L'attacco informatico è stato organizzato per protestare contro SOPA, la manovra americana per la tutela del copyright, già oggetto nei mesi scorsi di forti polemiche e scontri sul web. Ma questa volta l'obiettivo dell'aggressione digitale sarebbe molto ambizioso: l'intera Internet.
Stando a quando dichiarato nel comunicato stampa, gli hacker avrebbero l'intenzione di provocare lo spegnimento di Internet attaccando la sua spina dorsale, ossia il Domain Name System (DNS) che ha il compito di tradurre i nomi di dominio (ad esempio www.gcsec.org) nell'equivalente indirizzo IP (ad esempio 192.168.0.1).
Senza questo servizio, sarebbe praticamente impossibile raggiungere un qualsiasi sito web nel mondo e di conseguenza sarebbe impossibile utilizzare la quasi totalità dei servizi Internet (dall'home banking service al sito di prenotazione online di un albergo).
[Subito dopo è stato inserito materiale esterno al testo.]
//! OpenAI-compatible inference backend implementation.

use std::time::{Duration, Instant};

use async_trait::async_trait;
use reqwest::Client;
use serde::de::DeserializeOwned;
use serde::Serialize;
use tracing::{debug, info, warn};

use aera_core::{
    defaults, BackoffPolicy, EmbeddingBackend, Error, GenerationBackend, GenerationOptions,
    InferenceBackend, Result, Vector,
};

use super::error::{to_aera_error, CallKind, OpenAIErrorCode};
use super::types::*;
use crate::vision::{image_data_url, VisionBackend, DEFAULT_DESCRIBE_PROMPT};

/// Configuration for an OpenAI-compatible backend (Mistral by default).
#[derive(Debug, Clone)]
pub struct OpenAIConfig {
    /// Base URL for the API endpoint.
    pub base_url: String,
    /// Bearer token. Calls fail with a configuration error when absent.
    pub api_key: Option<String>,
    pub embed_model: String,
    pub gen_model: String,
    /// Vision-capable chat model used by [`VisionBackend`].
    pub vision_model: String,
    /// Width of vectors returned by `embed_model`.
    pub embed_dimension: usize,
    /// Request timeout in seconds.
    pub timeout_seconds: u64,
    /// Backoff applied to every outbound request.
    pub retry: BackoffPolicy,
}

impl Default for OpenAIConfig {
    fn default() -> Self {
        Self {
            base_url: defaults::MISTRAL_URL.to_string(),
            api_key: None,
            embed_model: defaults::TEXT_EMBED_MODEL.to_string(),
            gen_model: defaults::CHAT_MODEL.to_string(),
            vision_model: defaults::MISTRAL_VISION_MODEL.to_string(),
            embed_dimension: defaults::MISTRAL_EMBED_DIMENSION,
            timeout_seconds: defaults::PROVIDER_TIMEOUT_SECS,
            retry: BackoffPolicy::default(),
        }
    }
}

impl OpenAIConfig {
    /// Read `MISTRAL_*` from the environment.
    pub fn from_env() -> Self {
        let base = Self::default();
        Self {
            base_url: std::env::var("MISTRAL_BASE_URL").unwrap_or(base.base_url),
            api_key: std::env::var("MISTRAL_API_KEY")
                .ok()
                .filter(|k| !k.trim().is_empty()),
            embed_model: std::env::var("MISTRAL_EMBED_MODEL").unwrap_or(base.embed_model),
            gen_model: std::env::var("MISTRAL_CHAT_MODEL").unwrap_or(base.gen_model),
            vision_model: std::env::var("MISTRAL_VISION_MODEL").unwrap_or(base.vision_model),
            embed_dimension: std::env::var("MISTRAL_EMBED_DIMENSION")
                .ok()
                .and_then(|s| s.parse().ok())
                .unwrap_or(base.embed_dimension),
            timeout_seconds: std::env::var("MISTRAL_TIMEOUT")
                .ok()
                .and_then(|s| s.parse().ok())
                .unwrap_or(base.timeout_seconds),
            retry: base.retry,
        }
    }
}

/// OpenAI-compatible inference backend.
#[derive(Clone)]
pub struct OpenAIBackend {
    client: Client,
    config: OpenAIConfig,
}

impl OpenAIBackend {
    /// Create a new backend with the given configuration.
    pub fn new(config: OpenAIConfig) -> Result<Self> {
        let client = Client::builder()
            .timeout(Duration::from_secs(config.timeout_seconds))
            .build()
            .map_err(|e| Error::Inference(format!("Failed to create HTTP client: {}", e)))?;

        info!(
            subsystem = "inference",
            component = "openai",
            url = %config.base_url,
            embed_model = %config.embed_model,
            gen_model = %config.gen_model,
            key_configured = config.api_key.is_some(),
            "Initializing OpenAI-compatible backend"
        );

        Ok(Self { client, config })
    }

    /// Create from environment variables.
    pub fn from_env() -> Result<Self> {
        Self::new(OpenAIConfig::from_env())
    }

    pub fn config(&self) -> &OpenAIConfig {
        &self.config
    }

    pub fn is_configured(&self) -> bool {
        self.config.api_key.is_some()
    }

    fn api_key(&self) -> Result<&str> {
        self.config
            .api_key
            .as_deref()
            .ok_or_else(|| Error::Config("Mistral API key not configured (MISTRAL_API_KEY)".into()))
    }

    /// Build a request with bearer authentication.
    fn build_request(&self, endpoint: &str, api_key: &str) -> reqwest::RequestBuilder {
        let url = format!("{}{}", self.config.base_url.trim_end_matches('/'), endpoint);
        self.client
            .post(&url)
            .header("Authorization", format!("Bearer {}", api_key))
            .header("Content-Type", "application/json")
    }

    /// POST `body` once and decode the response, mapping failures by status.
    async fn post_json<B, R>(&self, endpoint: &str, body: &B, kind: CallKind) -> Result<R>
    where
        B: Serialize + Sync,
        R: DeserializeOwned,
    {
        let api_key = self.api_key()?;
        let response = self
            .build_request(endpoint, api_key)
            .json(body)
            .send()
            .await
            .map_err(|e| match kind {
                CallKind::Embedding => Error::Embedding(format!("Request failed: {}", e)),
                CallKind::Generation => Error::Inference(format!("Request failed: {}", e)),
            })?;

        let status = response.status();
        if !status.is_success() {
            let text = response.text().await.unwrap_or_default();
            let (message, error_type) = parse_error_body(&text);
            let code = OpenAIErrorCode::from_response(status.as_u16(), &error_type);
            return Err(to_aera_error(code, kind, status.as_u16(), &message));
        }

        response.json::<R>().await.map_err(|e| match kind {
            CallKind::Embedding => Error::Embedding(format!("Failed to parse response: {}", e)),
            CallKind::Generation => Error::Inference(format!("Failed to parse response: {}", e)),
        })
    }

    /// Run a chat completion against `model` with retry.
    async fn chat(
        &self,
        op: &str,
        model: &str,
        messages: Vec<ChatMessage>,
        options: GenerationOptions,
    ) -> Result<String> {
        self.api_key()?;
        let start = Instant::now();
        let request = ChatCompletionRequest {
            model: model.to_string(),
            messages,
            temperature: options.temperature,
            max_tokens: options.max_tokens,
        };

        let result: ChatCompletionResponse = self
            .config
            .retry
            .run(op, || {
                self.post_json("/chat/completions", &request, CallKind::Generation)
            })
            .await?;

        let content = result
            .choices
            .into_iter()
            .next()
            .and_then(|c| c.message.content)
            .unwrap_or_default();

        debug!(
            subsystem = "inference",
            component = "openai",
            op,
            model,
            response_len = content.len(),
            duration_ms = start.elapsed().as_millis() as u64,
            "Chat completion finished"
        );
        Ok(content)
    }
}

#[async_trait]
impl EmbeddingBackend for OpenAIBackend {
    async fn embed_texts(&self, texts: &[String]) -> Result<Vec<Vector>> {
        if texts.is_empty() {
            return Ok(vec![]);
        }
        self.api_key()?;

        let start = Instant::now();
        let request = EmbeddingRequest {
            model: self.config.embed_model.clone(),
            input: texts.to_vec(),
            encoding_format: Some("float".to_string()),
        };

        let result: EmbeddingResponse = self
            .config
            .retry
            .run("embed_texts", || {
                self.post_json("/embeddings", &request, CallKind::Embedding)
            })
            .await?;

        if result.data.len() != texts.len() {
            return Err(Error::Embedding(format!(
                "Expected {} embeddings, got {}",
                texts.len(),
                result.data.len()
            )));
        }

        // Sort by index to ensure correct ordering
        let mut data = result.data;
        data.sort_by_key(|d| d.index);

        let vectors: Vec<Vector> = data
            .into_iter()
            .map(|d| Vector::from(d.embedding))
            .collect();

        debug!(
            subsystem = "inference",
            component = "openai",
            op = "embed_texts",
            model = %self.config.embed_model,
            input_count = texts.len(),
            duration_ms = start.elapsed().as_millis() as u64,
            "Embeddings generated"
        );
        Ok(vectors)
    }

    fn dimension(&self) -> usize {
        self.config.embed_dimension
    }

    fn model_name(&self) -> &str {
        &self.config.embed_model
    }
}

#[async_trait]
impl GenerationBackend for OpenAIBackend {
    async fn generate(&self, prompt: &str) -> Result<String> {
        self.generate_with_system("", prompt).await
    }

    async fn generate_with_system(&self, system: &str, prompt: &str) -> Result<String> {
        self.generate_with_options(system, prompt, GenerationOptions::default())
            .await
    }

    async fn generate_with_options(
        &self,
        system: &str,
        prompt: &str,
        options: GenerationOptions,
    ) -> Result<String> {
        let mut messages = Vec::new();
        if !system.is_empty() {
            messages.push(ChatMessage::text("system", system));
        }
        messages.push(ChatMessage::text("user", prompt));

        self.chat("generate", &self.config.gen_model, messages, options)
            .await
    }

    fn model_name(&self) -> &str {
        &self.config.gen_model
    }
}

#[async_trait]
impl InferenceBackend for OpenAIBackend {
    async fn health_check(&self) -> Result<bool> {
        let Ok(api_key) = self.api_key() else {
            return Ok(false);
        };
        let url = format!("{}/models", self.config.base_url.trim_end_matches('/'));
        let response = self
            .client
            .get(&url)
            .header("Authorization", format!("Bearer {}", api_key))
            .timeout(Duration::from_secs(5))
            .send()
            .await;

        match response {
            Ok(resp) if resp.status().is_success() => Ok(true),
            Ok(resp) => {
                warn!(subsystem = "inference", component = "openai", status = %resp.status(), "Health check failed");
                Ok(false)
            }
            Err(e) => {
                warn!(subsystem = "inference", component = "openai", error = %e, "Health check error");
                Ok(false)
            }
        }
    }
}

#[async_trait]
impl VisionBackend for OpenAIBackend {
    async fn describe_image(
        &self,
        image_data: &[u8],
        mime_type: &str,
        prompt: Option<&str>,
    ) -> Result<String> {
        let image_url = image_data_url(image_data, mime_type)?;

        let messages = vec![ChatMessage {
            role: "user".to_string(),
            content: MessageContent::Parts(vec![
                ContentPart::Text {
                    text: prompt.unwrap_or(DEFAULT_DESCRIBE_PROMPT).to_string(),
                },
                ContentPart::ImageUrl {
                    image_url,
                },
            ]),
        }];

        self.chat(
            "describe_image",
            &self.config.vision_model,
            messages,
            GenerationOptions::default(),
        )
        .await
    }

    async fn health_check(&self) -> Result<bool> {
        InferenceBackend::health_check(self).await
    }

    fn model_name(&self) -> &str {
        &self.config.vision_model
    }
}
Alla luce dell'esperienza accumulata nel campo, l'esperto ritiene che “la minaccia presentata nel piano di azione è reale e realizzabile. Questo significa che, se i root server fossero pesantemente e continuativamente attaccati, Internet comincerebbe, all'inizio lentamente e poi sempre più velocemente, a collassare non essendo possibile fare il refresh delle informazioni contenute nei cache resolvers”.
Molti esperti sono scettici sulla possibilità di un tale attacco, ma secondo gli studi del GCSEC, il DNS non ha sistemi condivisi di misurazione e controllo della sua sicurezza e l'impatto di un simile attacco sui servizi critici della moderna società sarebbero potenzialmente devastanti.